Tête de femme?
On savait que les Croqueurs n’étaient pas du genre tête de bois même si leur savoir a la consistance de l’aubier sous une écorce de discrétion. Pourtant, à l’étal de leur collection automnale, dans le grand défilé immobile des reines et reinettes du verger, une appellation interpelle : « Tête de femme » !
Un beau fruit, bien rond, bien qu’un peu aplati aux deux pôles …
Les concepteurs (après le grand Créateur, bien sûr) de la reinette dorée, de la Marquise de Scey, de la Cousinotte et autre Belle Fille de Salins seraient-ils à ce point en manque d’imagination ? Et pourquoi pas Tête de Linotte ou Tête de Mule ?

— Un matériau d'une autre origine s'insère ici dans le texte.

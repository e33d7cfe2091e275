pub mod jinja;

pub use jinja::JinjaRenderer;
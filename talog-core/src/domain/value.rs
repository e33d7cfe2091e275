// talog-core/src/domain/value.rs

// Runtime values: what the object builder hands to callables and what data
// sources return. Plain data stays plain; anything a callable builds that is
// not plain data travels as an `Object` or a `Source`.

use std::any::Any;
use std::collections::BTreeMap;
use std::fmt;
use std::sync::Arc;

use serde::de::{self, Deserialize, Deserializer, MapAccess, SeqAccess, Visitor};
use serde::ser::{Serialize, SerializeMap, SerializeSeq, Serializer};

use crate::ports::DataSource;

/// An opaque value built by a callable, shared cheaply between owners.
#[derive(Clone)]
pub struct Object {
    type_name: &'static str,
    inner: Arc<dyn Any + Send + Sync>,
}

impl Object {
    pub fn new<T: Any + Send + Sync>(value: T) -> Self {
        Self {
            type_name: short_type_name(std::any::type_name::<T>()),
            inner: Arc::new(value),
        }
    }

    pub fn type_name(&self) -> &'static str {
        self.type_name
    }

    pub fn downcast_ref<T: Any>(&self) -> Option<&T> {
        self.inner.downcast_ref::<T>()
    }
}

impl fmt::Debug for Object {
    fn fmt(&self, f: &mut fmt::Formatter<'_>) -> fmt::Result {
        write!(f, "Object<{}>", self.type_name)
    }
}

/// `a::b::Wrapper<c::Inner>` -> `Wrapper`.
pub fn short_type_name(full: &'static str) -> &'static str {
    let base = full.split('<').next().unwrap_or(full);
    base.rsplit("::").next().unwrap_or(base)
}

#[derive(Clone, Default)]
pub enum Value {
    #[default]
    Null,
    Bool(bool),
    Int(i64),
    Float(f64),
    String(String),
    List(Vec<Value>),
    Map(BTreeMap<String, Value>),
    Object(Object),
    Source(Arc<dyn DataSource>),
}

impl Value {
    pub fn object<T: Any + Send + Sync>(value: T) -> Self {
        Value::Object(Object::new(value))
    }

    pub fn source<S: DataSource + 'static>(source: S) -> Self {
        Value::Source(Arc::new(source))
    }

    /// Name of the variant, used in argument mismatch messages.
    pub fn kind(&self) -> &'static str {
        match self {
            Value::Null => "null",
            Value::Bool(_) => "bool",
            Value::Int(_) => "int",
            Value::Float(_) => "float",
            Value::String(_) => "string",
            Value::List(_) => "list",
            Value::Map(_) => "map",
            Value::Object(_) => "object",
            Value::Source(_) => "data source",
        }
    }

    pub fn is_null(&self) -> bool {
        matches!(self, Value::Null)
    }

    pub fn as_bool(&self) -> Option<bool> {
        match self {
            Value::Bool(b) => Some(*b),
            _ => None,
        }
    }

    pub fn as_i64(&self) -> Option<i64> {
        match self {
            Value::Int(i) => Some(*i),
            _ => None,
        }
    }

    pub fn as_f64(&self) -> Option<f64> {
        match self {
            Value::Float(f) => Some(*f),
            Value::Int(i) => Some(*i as f64),
            _ => None,
        }
    }

    pub fn as_str(&self) -> Option<&str> {
        match self {
            Value::String(s) => Some(s),
            _ => None,
        }
    }

    pub fn as_list(&self) -> Option<&[Value]> {
        match self {
            Value::List(items) => Some(items),
            _ => None,
        }
    }

    pub fn as_map(&self) -> Option<&BTreeMap<String, Value>> {
        match self {
            Value::Map(map) => Some(map),
            _ => None,
        }
    }

    pub fn as_source(&self) -> Option<&Arc<dyn DataSource>> {
        match self {
            Value::Source(source) => Some(source),
            _ => None,
        }
    }

    pub fn downcast_ref<T: Any>(&self) -> Option<&T> {
        match self {
            Value::Object(object) => object.downcast_ref::<T>(),
            _ => None,
        }
    }

    /// Element count for collections and strings.
    pub fn len(&self) -> Option<usize> {
        match self {
            Value::String(s) => Some(s.chars().count()),
            Value::List(items) => Some(items.len()),
            Value::Map(map) => Some(map.len()),
            _ => None,
        }
    }

    /// Null, or a collection/string with no elements.
    pub fn is_empty(&self) -> bool {
        self.is_null() || self.len() == Some(0)
    }

    /// Walk a dotted path (`a.b.0`) through maps and lists.
    pub fn lookup(&self, dotted: &str) -> Option<&Value> {
        dotted.split('.').try_fold(self, |current, part| match current {
            Value::Map(map) => map.get(part),
            Value::List(items) => part.parse::<usize>().ok().and_then(|i| items.get(i)),
            _ => None,
        })
    }
}

impl PartialEq for Value {
    fn eq(&self, other: &Self) -> bool {
        match (self, other) {
            (Value::Null, Value::Null) => true,
            (Value::Bool(a), Value::Bool(b)) => a == b,
            (Value::Int(a), Value::Int(b)) => a == b,
            (Value::Float(a), Value::Float(b)) => a == b,
            (Value::String(a), Value::String(b)) => a == b,
            (Value::List(a), Value::List(b)) => a == b,
            (Value::Map(a), Value::Map(b)) => a == b,
            // Built values compare by identity.
            (Value::Object(a), Value::Object(b)) => {
                std::ptr::addr_eq(Arc::as_ptr(&a.inner), Arc::as_ptr(&b.inner))
            }
            (Value::Source(a), Value::Source(b)) => {
                std::ptr::addr_eq(Arc::as_ptr(a), Arc::as_ptr(b))
            }
            _ => false,
        }
    }
}

impl fmt::Debug for Value {
    fn fmt(&self, f: &mut fmt::Formatter<'_>) -> fmt::Result {
        match self {
            Value::Null => f.write_str("Null"),
            Value::Bool(b) => write!(f, "{b:?}"),
            Value::Int(i) => write!(f, "{i:?}"),
            Value::Float(x) => write!(f, "{x:?}"),
            Value::String(s) => write!(f, "{s:?}"),
            Value::List(items) => f.debug_list().entries(items).finish(),
            Value::Map(map) => f.debug_map().entries(map).finish(),
            Value::Object(object) => write!(f, "{object:?}"),
            Value::Source(source) => write!(f, "Source<{}>", source.describe()),
        }
    }
}

impl From<bool> for Value {
    fn from(b: bool) -> Self {
        Value::Bool(b)
    }
}

impl From<i64> for Value {
    fn from(i: i64) -> Self {
        Value::Int(i)
    }
}

impl From<i32> for Value {
    fn from(i: i32) -> Self {
        Value::Int(i64::from(i))
    }
}

impl From<f64> for Value {
    fn from(f: f64) -> Self {
        Value::Float(f)
    }
}

impl From<&str> for Value {
    fn from(s: &str) -> Self {
        Value::String(s.to_string())
    }
}

impl From<String> for Value {
    fn from(s: String) -> Self {
        Value::String(s)
    }
}

impl<T: Into<Value>> From<Vec<T>> for Value {
    fn from(items: Vec<T>) -> Self {
        Value::List(items.into_iter().map(Into::into).collect())
    }
}

impl From<BTreeMap<String, Value>> for Value {
    fn from(map: BTreeMap<String, Value>) -> Self {
        Value::Map(map)
    }
}

// --- SERDE ---

impl Serialize for Value {
    fn serialize<S: Serializer>(&self, serializer: S) -> Result<S::Ok, S::Error> {
        match self {
            Value::Null => serializer.serialize_unit(),
            Value::Bool(b) => serializer.serialize_bool(*b),
            Value::Int(i) => serializer.serialize_i64(*i),
            Value::Float(f) => serializer.serialize_f64(*f),
            Value::String(s) => serializer.serialize_str(s),
            Value::List(items) => {
                let mut seq = serializer.serialize_seq(Some(items.len()))?;
                for item in items {
                    seq.serialize_element(item)?;
                }
                seq.end()
            }
            Value::Map(entries) => {
                let mut map = serializer.serialize_map(Some(entries.len()))?;
                for (key, value) in entries {
                    map.serialize_entry(key, value)?;
                }
                map.end()
            }
            Value::Object(object) => serializer.serialize_str(&format!("<{}>", object.type_name)),
            Value::Source(source) => {
                serializer.serialize_str(&format!("<source {}>", source.describe()))
            }
        }
    }
}

impl<'de> Deserialize<'de> for Value {
    fn deserialize<D: Deserializer<'de>>(deserializer: D) -> Result<Self, D::Error> {
        deserializer.deserialize_any(ValueVisitor)
    }
}

struct ValueVisitor;

impl<'de> Visitor<'de> for ValueVisitor {
    type Value = Value;

    fn expecting(&self, f: &mut fmt::Formatter<'_>) -> fmt::Result {
        f.write_str("any plain data value")
    }

    fn visit_unit<E>(self) -> Result<Value, E> {
        Ok(Value::Null)
    }

    fn visit_none<E>(self) -> Result<Value, E> {
        Ok(Value::Null)
    }

    fn visit_some<D: Deserializer<'de>>(self, deserializer: D) -> Result<Value, D::Error> {
        Value::deserialize(deserializer)
    }

    fn visit_bool<E>(self, b: bool) -> Result<Value, E> {
        Ok(Value::Bool(b))
    }

    fn visit_i64<E>(self, i: i64) -> Result<Value, E> {
        Ok(Value::Int(i))
    }

    fn visit_u64<E: de::Error>(self, u: u64) -> Result<Value, E> {
        i64::try_from(u)
            .map(Value::Int)
            .map_err(|_| E::custom(format!("integer {u} does not fit in i64")))
    }

    fn visit_f64<E>(self, f: f64) -> Result<Value, E> {
        Ok(Value::Float(f))
    }

    fn visit_str<E>(self, s: &str) -> Result<Value, E> {
        Ok(Value::String(s.to_string()))
    }

    fn visit_string<E>(self, s: String) -> Result<Value, E> {
        Ok(Value::String(s))
    }

    fn visit_seq<A: SeqAccess<'de>>(self, mut seq: A) -> Result<Value, A::Error> {
        let mut items = Vec::with_capacity(seq.size_hint().unwrap_or(0));
        while let Some(item) = seq.next_element::<Value>()? {
            items.push(item);
        }
        Ok(Value::List(items))
    }

    fn visit_map<A: MapAccess<'de>>(self, mut access: A) -> Result<Value, A::Error> {
        let mut map = BTreeMap::new();
        while let Some((key, value)) = access.next_entry::<Value, Value>()? {
            let key = match key {
                Value::String(s) => s,
                Value::Int(i) => i.to_string(),
                Value::Float(f) => f.to_string(),
                Value::Bool(b) => b.to_string(),
                Value::Null => "null".to_string(),
                other => {
                    return Err(de::Error::custom(format!(
                        "{} cannot be used as a mapping key",
                        other.kind()
                    )));
                }
            };
            if map.contains_key(&key) {
                return Err(de::Error::custom(format!("duplicate mapping key '{key}'")));
            }
            map.insert(key, value);
        }
        Ok(Value::Map(map))
    }
}
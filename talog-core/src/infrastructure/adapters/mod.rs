// talog-core/src/infrastructure/adapters/mod.rs

pub mod file;
pub mod memory;
pub mod validators;

pub use file::{FileFormat, FileSource};
pub use memory::InMemorySource;

use crate::application::registry::Registry;

/// Register every built-in source and validator under `talog.*`.
pub fn register_builtins(registry: &mut Registry) {
    registry
        .register_factory(memory::REFERENCE, memory::factory)
        .register_factory(file::REFERENCE, file::factory)
        .register_validator("talog.validators.not_empty", validators::not_empty)
        .register_validator("talog.validators.min_length", validators::min_length)
        .register_validator("talog.validators.max_length", validators::max_length)
        .register_validator("talog.validators.file_exists", validators::file_exists);
}
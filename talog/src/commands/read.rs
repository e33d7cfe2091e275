// talog/src/commands/read.rs

use std::path::Path;

use miette::IntoDiagnostic;
use talog_core::ReadOptions;

use crate::cli::OutputFormat;

pub fn execute(
    project_dir: &Path,
    name: &str,
    skip_validation: bool,
    format: OutputFormat,
) -> miette::Result<()> {
    let config = super::load_configuration(project_dir)?;
    let data = config
        .catalog()
        .read_with(name, ReadOptions { skip_validation })?;

    match format {
        OutputFormat::Json => println!("{}", serde_json::to_string_pretty(&data).into_diagnostic()?),
        OutputFormat::Yaml => print!("{}", serde_yaml::to_string(&data).into_diagnostic()?),
    }
    Ok(())
}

Dans son casier la mal nommée expose ses rondeurs tavelées, affichant une pâle blondeur à peine rehaussée d’un timide trait de rose.
Messieurs les Croqueurs, est-ce ici votre vision de la féminité ? Auriez-vous déjà tourné le dos à la noble Reine Marguerite ( Bohnapfel pour le Dada des Damas), auriez-vous oublié la suave Jaunette d’Allondans, la Belle de Boskoop ?
Je soupçonne ces sculpteurs de greffons d’avoir une idée derrière la tête et d’assouvir en ce vocable une vengeance envers leur féminine compagnie. Une jalouse épouse lasse de ces interminables tête-à-tête entre son mari et une cohorte de fruits aussi parfumés que défendus ? Une compagne qui n’en fait qu’à sa tête ? Une voisine qui a la tête trop près du bonnet ?
Suggestion personnelle : plutôt que d’affubler cette belle ronde d’une expression vengeresse qui sied mal à l’honorable confrérie des Croqueurs, je propose de la baptiser « Pomme de discorde ». Et de garder la tête froide.